We are all guilty of this but even more guilty because of the strategic role they are supposed to play in ensuring that the common man whose voice at best can not reach beyond the dwarf walls of his home is heard and his needs addressed by a government that is obviously deaf, is the Nigerian media.
Currently, the nation suffers from the excruciating pain of fuel scarcity but nobody is talking about it. The crisis, which started in November last year, has obviously come to stay. The queues have become a normal sight around town especially at filling stations that are kind enough to sell at the official price of N65.00. The others who are in the majority fix whatever price they like and sell at what ever suits their various owners.
The result is that Nigerians have been left to go through unimaginable trouble to secure fuel and at equally outrageous amounts. This situation, which has lasted for months, doesn't seem to be getting anybody's attention, certainly not from the NNPC who have consistently played the blame nor the marketers who have conveniently used the NNPC as an excuse.
While ordinary Nigerians have simply adjusted to the situation, accepting it as another symptom of our bad luck, cursing silently under their breaths and perhaps praying more fervently for financial breakthroughs from the all-generous God, it is baffling to note that the Nigeria Media has also been silent.

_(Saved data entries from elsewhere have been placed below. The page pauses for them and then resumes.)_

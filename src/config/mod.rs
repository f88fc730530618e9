//! Configuration management for the pickup-room service
//!
//! Configuration is loaded from a TOML file or from environment variables,
//! validated, and then overridden by command line flags in `main`.

pub mod app;
pub mod lobby;
pub mod rating;

pub use app::{
    validate_config, AmqpSettings, AppConfig, SeedPlayer, ServiceSettings, StorageSettings,
};
pub use lobby::LobbyConfig;
pub use rating::RatingConfig;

Aside the reports last year during the early days of the crisis, all our news houses seem to have gone both deaf and dumb on this issue presenting a scenario I consider a conspiracy of silence and a colossal failure in their responsibility. The front pages of our dailies are devoted to gossip, the date of return of President Yar'Adua being popular of late.
The electronic media reports on the daughter of some rich man marrying or of another rich man burying his mother.

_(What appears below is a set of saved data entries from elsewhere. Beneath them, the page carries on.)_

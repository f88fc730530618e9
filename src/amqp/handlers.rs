//! AMQP command handling
//!
//! Commands arrive as JSON on the command queue, are dispatched to the lobby
//! registry and acknowledged once handled. A command the lobby rejects is
//! answered with a `CommandRejected` event and still acknowledged:
//! redelivering it would be rejected the same way.

use crate::amqp::messages::MessageUtils;
use crate::error::{LobbyError, LobbyResult, Result, ServiceError};
use crate::lobby::{LobbyRegistry, PickOutcome};
use crate::metrics::MetricsCollector;
use crate::types::{
    CommandRejected, LobbyCommand, LobbyEvent, LobbyId, MatchResult, ReportOutcome,
};
use crate::utils::current_timestamp;
use amqprs::{
    channel::{BasicAckArguments, BasicCancelArguments, BasicConsumeArguments, Channel},
    consumer::AsyncConsumer,
    BasicProperties, Deliver,
};
use async_trait::async_trait;
use std::sync::Arc;
use std::time::Instant;
use tracing::{debug, error, info, warn};

/// What a successfully handled command did
#[derive(Debug, Clone, PartialEq)]
pub enum CommandReply {
    Queued { lobby_id: LobbyId },
    Left { lobby_id: LobbyId },
    Picked(PickOutcome),
    Reported(ReportOutcome),
    Forced(MatchResult),
}

/// Trait defining the interface for handling inbound commands
#[async_trait]
pub trait MessageHandler: Send + Sync {
    /// Handle one decoded command
    async fn handle_command(&self, command: LobbyCommand) -> Result<CommandReply>;

    /// Tell the sender why `command` was rejected
    async fn handle_rejection(
        &self,
        command: LobbyCommand,
        error: &anyhow::Error,
        correlation_id: Option<String>,
    );

    /// Handle a message that could not be decoded or processed
    async fn handle_error(&self, error: ServiceError, message_data: &[u8]);
}

/// Handler that drives the lobby registry
pub struct RegistryCommandHandler {
    registry: Arc<LobbyRegistry>,
    metrics: Option<Arc<MetricsCollector>>,
}

impl RegistryCommandHandler {
    pub fn new(registry: Arc<LobbyRegistry>) -> Self {
        Self {
            registry,
            metrics: None,
        }
    }

    pub fn with_metrics(mut self, metrics: Arc<MetricsCollector>) -> Self {
        self.metrics = Some(metrics);
        self
    }

    /// Run one command against the registry
    pub async fn dispatch(&self, command: LobbyCommand) -> LobbyResult<CommandReply> {
        match command {
            LobbyCommand::JoinQueue { player_id } => self
                .registry
                .join_queue(player_id)
                .await
                .map(|lobby_id| CommandReply::Queued { lobby_id }),
            LobbyCommand::LeaveQueue { player_id } => self
                .registry
                .leave_queue(player_id)
                .await
                .map(|lobby_id| CommandReply::Left { lobby_id }),
            LobbyCommand::Pick {
                captain_id,
                target_id,
            } => self
                .registry
                .pick(captain_id, target_id)
                .await
                .map(CommandReply::Picked),
            LobbyCommand::Report {
                captain_id,
                outcome,
            } => self
                .registry
                .report(captain_id, outcome)
                .await
                .map(CommandReply::Reported),
            LobbyCommand::ForceResult {
                lobby_id,
                winning_team,
            } => self
                .registry
                .force_result(lobby_id, winning_team)
                .await
                .map(CommandReply::Forced),
        }
    }
}

/// Metrics label for a command outcome
fn command_status(result: &LobbyResult<CommandReply>) -> &'static str {
    match result {
        Ok(_) => "ok",
        // a reset round is a normal protocol outcome
        Err(LobbyError::ConsensusConflict { .. }) => "conflict",
        Err(e) if e.requires_operator() => "failed",
        Err(_) => "rejected",
    }
}

#[async_trait]
impl MessageHandler for RegistryCommandHandler {
    async fn handle_command(&self, command: LobbyCommand) -> Result<CommandReply> {
        let name = command.name();
        let start_time = Instant::now();
        debug!("Dispatching {:?}", command);

        let result = self.dispatch(command).await;
        let elapsed = start_time.elapsed();
        if let Some(metrics) = &self.metrics {
            metrics.record_command(name, command_status(&result), elapsed);
        }

        match result {
            Ok(reply) => {
                info!(
                    "Command {} handled in {:.2}ms: {:?}",
                    name,
                    elapsed.as_secs_f64() * 1000.0,
                    reply
                );
                Ok(reply)
            }
            Err(e) => {
                if e.requires_operator() {
                    error!("Command {} failed: {}", name, e);
                } else {
                    warn!("Command {} rejected ({}): {}", name, e.kind(), e);
                }
                Err(e.into())
            }
        }
    }

    async fn handle_rejection(
        &self,
        command: LobbyCommand,
        error: &anyhow::Error,
        correlation_id: Option<String>,
    ) {
        let lobby_error = error.downcast_ref::<LobbyError>();
        let event = LobbyEvent::CommandRejected(CommandRejected {
            lobby_id: lobby_error.and_then(|e| e.lobby_id()).or(match &command {
                LobbyCommand::ForceResult { lobby_id, .. } => Some(*lobby_id),
                _ => None,
            }),
            kind: lobby_error.map_or("internal", |e| e.kind()).to_string(),
            message: error.to_string(),
            command,
            correlation_id,
            timestamp: current_timestamp(),
        });

        let result = self.registry.publisher().publish(event).await;
        if let Err(e) = &result {
            warn!("Failed to publish command rejection: {}", e);
        }
        if let Some(metrics) = &self.metrics {
            metrics.record_event_published("CommandRejected", result.is_ok());
        }
    }

    async fn handle_error(&self, error: ServiceError, message_data: &[u8]) {
        error!(
            "Command message dropped - error: '{}', message_size: {} bytes",
            error,
            message_data.len()
        );

        if !message_data.is_empty() {
            let preview_len = std::cmp::min(100, message_data.len());
            let preview = String::from_utf8_lossy(&message_data[..preview_len]);
            error!("Message preview: {:?}", preview);
        }
    }
}

/// Consumer for the command queue
pub struct CommandConsumer {
    handler: Arc<dyn MessageHandler>,
    channel: Channel,
    consumer_tag: String,
    metrics: Option<Arc<MetricsCollector>>,
}

impl CommandConsumer {
    /// Create a new command consumer
    pub fn new(
        handler: Arc<dyn MessageHandler>,
        channel: Channel,
        metrics: Option<Arc<MetricsCollector>>,
    ) -> Self {
        let consumer_tag = format!("pickup-consumer-{}", uuid::Uuid::new_v4());

        Self {
            handler,
            channel,
            consumer_tag,
            metrics,
        }
    }

    /// Start consuming messages from the queue
    pub async fn start_consuming(&self, queue_name: &str) -> Result<()> {
        // no_ack stays off; QueueConsumer acks each delivery once handled
        let args = BasicConsumeArguments::new(queue_name, &self.consumer_tag);

        self.channel
            .basic_consume(
                QueueConsumer::new(self.handler.clone(), self.metrics.clone()),
                args,
            )
            .await
            .map_err(|e| ServiceError::AmqpConnectionFailed {
                message: format!("Failed to start consuming: {}", e),
            })?;

        info!("Started consuming commands from queue: {}", queue_name);
        Ok(())
    }

    /// Stop consuming messages
    pub async fn stop_consuming(&self) -> Result<()> {
        let args = BasicCancelArguments::new(&self.consumer_tag);

        self.channel.basic_cancel(args).await.map_err(|e| {
            ServiceError::AmqpConnectionFailed {
                message: format!("Failed to stop consuming: {}", e),
            }
        })?;

        info!("Stopped consuming commands");
        Ok(())
    }
}

/// Internal consumer implementation
struct QueueConsumer {
    handler: Arc<dyn MessageHandler>,
    metrics: Option<Arc<MetricsCollector>>,
}

impl QueueConsumer {
    fn new(handler: Arc<dyn MessageHandler>, metrics: Option<Arc<MetricsCollector>>) -> Self {
        Self { handler, metrics }
    }

    /// Decode and handle one message. Only failures to decode are returned;
    /// a rejected command is answered through the handler.
    async fn process_message(
        &self,
        content: &[u8],
        correlation_id: Option<String>,
    ) -> std::result::Result<(), ServiceError> {
        let command = MessageUtils::deserialize_command(content).map_err(|e| {
            ServiceError::InvalidCommand {
                reason: e.to_string(),
            }
        })?;

        if let Err(e) = self.handler.handle_command(command.clone()).await {
            self.handler
                .handle_rejection(command, &e, correlation_id)
                .await;
        }
        Ok(())
    }
}

#[async_trait]
impl AsyncConsumer for QueueConsumer {
    async fn consume(
        &mut self,
        channel: &Channel,
        deliver: Deliver,
        basic_properties: BasicProperties,
        content: Vec<u8>,
    ) {
        let delivery_tag = deliver.delivery_tag();
        debug!(
            "AMQP message received - delivery_tag: {}, routing_key: '{}', size: {} bytes",
            delivery_tag,
            deliver.routing_key(),
            content.len()
        );

        let start_time = Instant::now();
        let correlation_id = basic_properties.correlation_id().cloned();
        let result = self.process_message(&content, correlation_id).await;
        if let Some(metrics) = &self.metrics {
            metrics.record_amqp_operation("consume", result.is_ok(), start_time.elapsed());
        }
        if let Err(e) = result {
            self.handler.handle_error(e, &content).await;
        }

        let args = BasicAckArguments::new(delivery_tag, false);
        if let Err(e) = channel.basic_ack(args).await {
            warn!("Failed to ack delivery {}: {}", delivery_tag, e);
        }
    }
}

It is this tendency to close our eyes and get used to the problem that has perpetuated our suffering all these years. We cannot continue to live at the mercy of situations we can change.
We must stop wishing for change, treating the word as something that comes out only from Obama's mouth. We must act the change and this begins with speaking out loudly against it over and over until the government is moved whether by shame or sense of responsibility to do what they ought to do to make things right.

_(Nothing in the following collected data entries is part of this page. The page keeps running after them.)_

/// Player and map repositories backing the registry
#[derive(Clone)]
pub struct Storage {
    pub players: Arc<dyn PlayerRepository>,
    pub maps: Arc<dyn MapRepository>,
}

impl Storage {
    /// Open the JSON data file when one is configured, else an in-memory
    /// store, then register the configured seed players and maps
    pub async fn open(
        settings: &StorageSettings,
        rating: &RatingConfig,
    ) -> Result<Self, ServiceError> {
        let storage = match &settings.data_file {
            Some(path) => {
                info!("Opening data file {}", path.display());
                let repo = Arc::new(JsonFileRepository::open(path).await.map_err(|e| {
                    ServiceError::StorageError {
                        message: format!("Failed to open {}: {}", path.display(), e),
                    }
                })?);
                let empty = repo.all_maps().await.map_err(storage_error)?.is_empty();
                if empty && !settings.maps.is_empty() {
                    repo.set_maps(settings.maps.clone()).await.map_err(storage_error)?;
                }
                Self {
                    players: repo.clone(),
                    maps: repo,
                }
            }
            None => {
                warn!("No data file configured; players and maps live in memory only");
                let repo = Arc::new(InMemoryRepository::new());
                repo.set_maps(settings.maps.clone()).map_err(storage_error)?;
                Self {
                    players: repo.clone(),
                    maps: repo,
                }
            }
        };

        let added = storage.register(&settings.players, rating).await?;
        if added > 0 {
            info!("Registered {} new players from config", added);
        }
        Ok(storage)
    }

    /// Insert the listed players the store doesn't know yet with the default
    /// rating. Known players keep their record. Returns how many were added.
    pub async fn register(
        &self,
        players: &[SeedPlayer],
        rating: &RatingConfig,
    ) -> Result<usize, ServiceError> {
        let ids: Vec<PlayerId> = players.iter().map(|p| p.id).collect();
        let known: HashSet<PlayerId> = self
            .players
            .find_players(&ids)
            .await
            .map_err(storage_error)?
            .into_iter()
            .map(|p| p.id)
            .collect();

        let mut added = 0;
        for seed in players.iter().filter(|p| !known.contains(&p.id)) {
            let record = PlayerRecord::new(seed.id, seed.username.clone(), rating.initial_rating());
            self.players
                .insert_player(record)
                .await
                .map_err(storage_error)?;
            debug!("Registered player {} ({})", seed.username, seed.id);
            added += 1;
        }
        Ok(added)
    }
}

fn storage_error(e: anyhow::Error) -> ServiceError {
    ServiceError::StorageError {
        message: e.to_string(),
    }
}

/// Build the lobby registry and its rating pipeline over `storage`
pub fn build_registry(
    config: &AppConfig,
    storage: &Storage,
    publisher: Arc<dyn EventPublisher>,
) -> Result<LobbyRegistry, ServiceError> {
    let engine = Glicko2Engine::new(&config.rating).map_err(|e| ServiceError::ConfigurationError {
        message: format!("Failed to initialize rating engine: {}", e),
    })?;
    let coordinator = RatingUpdateCoordinator::new(
        Arc::new(engine),
        storage.players.clone(),
        config.lobby.persistence_timeout(),
    );

    Ok(LobbyRegistry::new(
        config.lobby.clone(),
        storage.players.clone(),
        storage.maps.clone(),
        coordinator,
        publisher,
        build_rng(config.service.rng_seed),
    ))
}

/// Summary of a dry run
#[derive(Debug, Clone, PartialEq)]
pub struct DryRunReport {
    pub lobby_size: usize,
    pub maps: usize,
}

/// Build everything except the broker connection, then stop. Catches bad
/// configuration and unreadable data files before a deploy.
pub async fn dry_run(config: &AppConfig) -> Result<DryRunReport, ServiceError> {
    let storage = Storage::open(&config.storage, &config.rating).await?;
    let registry = build_registry(config, &storage, Arc::new(NoOpEventPublisher))?;
    let maps = storage
        .maps
        .all_maps()
        .await
        .map_err(|e| ServiceError::StorageError {
            message: format!("Failed to read maps: {}", e),
        })?;
    if maps.is_empty() {
        warn!("No maps configured; full lobbies will not be able to start");
    }

    Ok(DryRunReport {
        lobby_size: registry.config().lobby_size(),
        maps: maps.len(),
    })
}

/// Main application state containing all service components
pub struct AppState {
    /// Application configuration
    config: AppConfig,

    registry: Arc<LobbyRegistry>,

    /// AMQP connection for command consumption and event publishing
    amqp_connection: Arc<AmqpConnection>,

    /// Metrics service for monitoring and health checks
    metrics_service: Arc<MetricsService>,

    probe: ServiceProbe,

    /// Background task handles
    background_tasks: Vec<JoinHandle<()>>,

    /// AMQP consumer for lobby commands
    command_consumer: Option<CommandConsumer>,

    /// Service status
    is_running: Arc<RwLock<bool>>,
}

impl AppState {
    /// Initialize the application with all dependencies
    pub async fn new(config: AppConfig) -> Result<Self, ServiceError> {
        info!("Initializing pickup-room lobby service");

        let amqp_connection = Self::initialize_amqp(&config).await?;

        let metrics_collector =
            Arc::new(
                MetricsCollector::new().map_err(|e| ServiceError::InternalError {
                    message: format!("Failed to create metrics collector: {}", e),
                })?,
            );

        let channel = amqp_connection
            .open_channel()
            .await
            .map_err(|e| ServiceError::AmqpConnectionFailed {
                message: format!("Failed to open publisher channel: {}", e),
            })?;
        let publisher_config = PublisherConfig {
            exchange: config.amqp.events_exchange.clone(),
            max_retries: config.amqp.max_retry_attempts,
            retry_delay_ms: config.amqp.retry_delay_ms,
            ..PublisherConfig::default()
        };
        let publisher = AmqpEventPublisher::new(channel, publisher_config)
            .await
            .map_err(|e| ServiceError::AmqpConnectionFailed {
                message: format!("Failed to initialize event publisher: {}", e),
            })?;

        let storage = Storage::open(&config.storage, &config.rating).await?;
        let registry = Arc::new(
            build_registry(&config, &storage, Arc::new(publisher))?
                .with_metrics(metrics_collector.clone()),
        );
        info!(
            "Lobby registry ready: {} players per team",
            config.lobby.players_per_team
        );

        let is_running = Arc::new(RwLock::new(false));
        let probe = ServiceProbe::new(
            config.service.name.clone(),
            registry.clone(),
            Some(amqp_connection.clone()),
            is_running.clone(),
        );

        let health_config = HealthServerConfig {
            port: config.service.health_port,
            ..HealthServerConfig::default()
        };
        let health_server = Arc::new(
            HealthServer::new(health_config, metrics_collector.clone()).with_probe(probe.clone()),
        );
        let metrics_service = Arc::new(MetricsService::new(metrics_collector, health_server));

        Ok(Self {
            config,
            registry,
            amqp_connection,
            metrics_service,
            probe,
            background_tasks: Vec::new(),
            command_consumer: None,
            is_running,
        })
    }

    /// Start all background services and message consumption
    pub async fn start(&mut self) -> Result<(), ServiceError> {
        info!("Starting pickup-room lobby service");

        *self.is_running.write().await = true;

        self.start_metrics_service().await;
        self.start_amqp_consumption().await?;
        self.start_background_tasks();

        info!("Pickup-room lobby service started");
        Ok(())
    }

    /// Perform graceful shutdown
    pub async fn shutdown(&mut self) -> Result<(), ServiceError> {
        info!("Starting graceful shutdown of pickup-room service");

        *self.is_running.write().await = false;

        // Stop taking commands first so no lobby changes mid-shutdown
        if let Some(consumer) = self.command_consumer.take() {
            if let Err(e) = consumer.stop_consuming().await {
                warn!("Failed to stop AMQP consumer: {}", e);
            }
        }

        self.stop_background_tasks();

        if let Err(e) = self.metrics_service.stop().await {
            warn!("Failed to stop metrics service: {}", e);
        }

        let final_stats =
            self.registry
                .stats()
                .map_err(|e| ServiceError::InternalError {
                    message: format!("Failed to get final stats: {}", e),
                })?;
        info!("Final registry statistics: {:?}", final_stats);

        info!("Pickup-room service shutdown completed");
        Ok(())
    }

    /// Get service configuration
    pub fn config(&self) -> &AppConfig {
        &self.config
    }

    /// Check if service is running
    pub async fn is_running(&self) -> bool {
        *self.is_running.read().await
    }

    pub fn registry(&self) -> Arc<LobbyRegistry> {
        self.registry.clone()
    }

    /// Probe used by health checks
    pub fn probe(&self) -> ServiceProbe {
        self.probe.clone()
    }

    /// Get metrics service
    pub fn metrics_service(&self) -> Arc<MetricsService> {
        self.metrics_service.clone()
    }

    /// Connect to the broker with retry
    async fn initialize_amqp(config: &AppConfig) -> Result<Arc<AmqpConnection>, ServiceError> {
        let amqp_config =
            AmqpConfig::from_settings(&config.amqp).map_err(|e| ServiceError::ConfigurationError {
                message: format!("Failed to parse AMQP URL: {}", e),
            })?;
        info!(
            "Connecting to AMQP broker at {}:{}{}",
            amqp_config.host, amqp_config.port, amqp_config.vhost
        );

        let connection =
            AmqpConnection::new(amqp_config)
                .await
                .map_err(|e| ServiceError::AmqpConnectionFailed {
                    message: format!("Failed to connect to AMQP: {}", e),
                })?;

        Ok(Arc::new(connection))
    }

    async fn start_metrics_service(&mut self) {
        let metrics_service = self.metrics_service.clone();
        let port = self.config.service.health_port;

        let handle = tokio::spawn(async move {
            if let Err(e) = metrics_service.start().await {
                tracing::error!("Health server failed: {}", e);
            }
        });
        self.background_tasks.push(handle);

        // Give the server a moment to bind
        tokio::time::sleep(Duration::from_millis(100)).await;
        info!("Health endpoints served on port {}", port);
    }

    /// Declare the command queue and start consuming from it
    async fn start_amqp_consumption(&mut self) -> Result<(), ServiceError> {
        let queue = self.config.amqp.command_queue.clone();

        let channel = self
            .amqp_connection
            .open_channel()
            .await
            .map_err(|e| ServiceError::AmqpConnectionFailed {
                message: format!("Failed to open consumer channel: {}", e),
            })?;

        let queue_declare_args = amqprs::channel::QueueDeclareArguments::new(&queue)
            .durable(true)
            .auto_delete(false)
            .finish();
        channel
            .queue_declare(queue_declare_args)
            .await
            .map_err(|e| ServiceError::AmqpConnectionFailed {
                message: format!("Failed to declare queue {}: {}", queue, e),
            })?;
        debug!("Queue '{}' declared", queue);

        let metrics = self.metrics_service.collector();
        let handler = Arc::new(
            RegistryCommandHandler::new(self.registry.clone()).with_metrics(metrics.clone()),
        );
        let consumer = CommandConsumer::new(handler, channel, Some(metrics));
        consumer
            .start_consuming(&queue)
            .await
            .map_err(|e| ServiceError::AmqpConnectionFailed {
                message: format!("Failed to start consuming commands: {}", e),
            })?;

        self.command_consumer = Some(consumer);
        Ok(())
    }

    /// Periodic metrics refresh from registry state and health
    fn start_background_tasks(&mut self) {
        let probe = self.probe.clone();
        let metrics_collector = self.metrics_service.collector();

        let task = tokio::spawn(async move {
            let mut interval = tokio::time::interval(Duration::from_secs(30));

            while probe.is_running().await {
                interval.tick().await;

                match probe.registry.stats() {
                    Ok(stats) => {
                        debug!(
                            "Updating metrics - lobbies: {}, queued: {}",
                            stats.active_lobbies, stats.queued_players
                        );
                        metrics_collector.update_from_registry_stats(&stats);
                    }
                    Err(e) => warn!("Failed to get registry stats for metrics: {}", e),
                }

                metrics_collector
                    .service()
                    .uptime_seconds
                    .set(probe.uptime_seconds() as i64);

                match HealthCheck::check(&probe).await {
                    Ok(health) => {
                        metrics_collector.update_health_status(health.status.as_gauge());
                        for check in &health.checks {
                            metrics_collector.update_component_health(
                                &check.name,
                                check.status != crate::service::HealthStatus::Unhealthy,
                            );
                        }
                    }
                    Err(e) => warn!("Health check failed: {}", e),
                }
            }
        });

        self.background_tasks.push(task);
        info!("{} background tasks running", self.background_tasks.len());
    }

    fn stop_background_tasks(&mut self) {
        let task_count = self.background_tasks.len();
        for task in self.background_tasks.drain(..) {
            task.abort();
        }
        debug!("Aborted {} background tasks", task_count);
    }
}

The Nigerian media both print and electronic must wake up to their responsibilities. The fuel crises mentioned above is only an example. Daily our children are enslaved, women are trafficked, fake drugs are returning, murders remain unsolved, public funds are looted; infrastructure collapses and our people are groaning; yet none of this is in the news.
The fuel crisis provides a good point for action. The evidence is everywhere: the long queues, the wasted man-hours, the long gloomy faces, our lean pockets. We can't let this be. We must shout till we lose our voice and the media must lead this effort.